Where the Water Tastes Like Wine is a game about the American Dream, the centuries-old mythos that if you work hard in the United States, you can live well and fulfill your life’s passions. However, Nordhagen says, that dream is drenched in violence and packed with caveats. Alongside Kerouac and Steinbeck, Nordhagen notes Hunter S. Thompson’s Fear and Loathing in Las Vegas and Fear and Loathing on the Campaign Trail ’72 as inspirations for the game.
“There were lots and lots of folks throughout American history who didn’t have access to that dream, or whose dreams were simply to rise out of the oppression that America created,” he says. “And we’re bad at acknowledging that our dreams impact others — that the entire formation of the United States as a country was built on wiping out the previous inhabitants of this land. Manifest Destiny was all about pushing that domination further, and for centuries the whole country was supported on the back of slave labor, and still exists on a foundation of oppression.”

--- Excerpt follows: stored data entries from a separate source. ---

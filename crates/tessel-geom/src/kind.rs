use std::fmt;
use std::str::FromStr;

use crate::{DrawMode, GeometryError};

/// Selector for one of the built-in shapes.
#[derive(Debug, Copy, Clone, Eq, PartialEq, Hash)]
pub enum ShapeKind {
    Triangle,
    Rectangle,
    Circle,
    Line,
    Polygon,
}

impl ShapeKind {
    pub const ALL: [ShapeKind; 5] = [
        ShapeKind::Triangle,
        ShapeKind::Rectangle,
        ShapeKind::Circle,
        ShapeKind::Line,
        ShapeKind::Polygon,
    ];

    /// Lowercase name accepted by [`FromStr`].
    pub const fn name(self) -> &'static str {
        match self {
            ShapeKind::Triangle => "triangle",
            ShapeKind::Rectangle => "rectangle",
            ShapeKind::Circle => "circle",
            ShapeKind::Line => "line",
            ShapeKind::Polygon => "polygon",
        }
    }

    /// Draw mode the shape's vertex sequence is laid out for.
    pub const fn draw_mode(self) -> DrawMode {
        match self {
            ShapeKind::Triangle | ShapeKind::Rectangle => DrawMode::Triangles,
            ShapeKind::Circle => DrawMode::TriangleFan,
            ShapeKind::Line => DrawMode::Lines,
            ShapeKind::Polygon => DrawMode::LineLoop,
        }
    }

    /// Whether the shape is generated from [`GenerationParams`](crate::GenerationParams).
    pub const fn is_parametric(self) -> bool {
        matches!(self, ShapeKind::Circle | ShapeKind::Polygon)
    }
}

impl FromStr for ShapeKind {
    type Err = GeometryError;

    fn from_str(s: &str) -> Result<Self, Self::Err> {
        let wanted = s.trim();
        ShapeKind::ALL
            .into_iter()
            .find(|k| k.name().eq_ignore_ascii_case(wanted))
            .ok_or_else(|| GeometryError::UnknownShapeKind(s.to_string()))
    }
}

impl fmt::Display for ShapeKind {
    fn fmt(&self, f: &mut fmt::Formatter<'_>) -> fmt::Result {
        f.write_str(self.name())
    }
}

#[cfg(test)]
mod tests {
    use super::*;

    #[test]
    fn parses_every_name() {
        for kind in ShapeKind::ALL {
            assert_eq!(kind.name().parse::<ShapeKind>(), Ok(kind));
        }
    }

    #[test]
    fn parsing_ignores_case_and_whitespace() {
        assert_eq!(" Circle ".parse::<ShapeKind>(), Ok(ShapeKind::Circle));
        assert_eq!("POLYGON".parse::<ShapeKind>(), Ok(ShapeKind::Polygon));
    }

    #[test]
    fn unknown_name_is_a_lookup_failure() {
        assert_eq!(
            "hexagon".parse::<ShapeKind>(),
            Err(GeometryError::UnknownShapeKind("hexagon".into()))
        );
    }

    #[test]
    fn draw_modes_follow_kind() {
        assert_eq!(ShapeKind::Triangle.draw_mode(), DrawMode::Triangles);
        assert_eq!(ShapeKind::Rectangle.draw_mode(), DrawMode::Triangles);
        assert_eq!(ShapeKind::Circle.draw_mode(), DrawMode::TriangleFan);
        assert_eq!(ShapeKind::Line.draw_mode(), DrawMode::Lines);
        assert_eq!(ShapeKind::Polygon.draw_mode(), DrawMode::LineLoop);
    }
}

Where the Water Tastes Like Wine emerges from a broad pool of inspiration, stretching from post-Revolutionary America to the 1970s Las Vegas strip. Folk music is the bow tying these disparate eras together.
The soundtrack helps tell the game’s story, pulling in lyrics about historical events, as in murder ballads or protest songs. And, folk music doesn’t stray far from folklore — in the trailer shown just before The Game Awards, a lonely man sitting in front of a campfire transforms into a giant bird. These mystical, magical aspects are also entrenched in the game and its music.
To get the sound right in Where the Water Tastes Like Wine, Ike pressed Nordhagen for every detail about the game that he could. Then, he studied the American folk genre itself, from African-American spirituals of the 1800s, to modern groups like The Wild Reeds. He also listened closely to other game composers who delved into folk, including Bastion’s Darren Korb and BioShock Infinite’s Garry Schyman.
“Folk music changes throughout time on a really personal level,” Ike says. “One performer tries something new, another one hears that and iterates on it. A third person might take that idea and put it in a new context and so on. I want the soundtrack for this game to do the same thing.”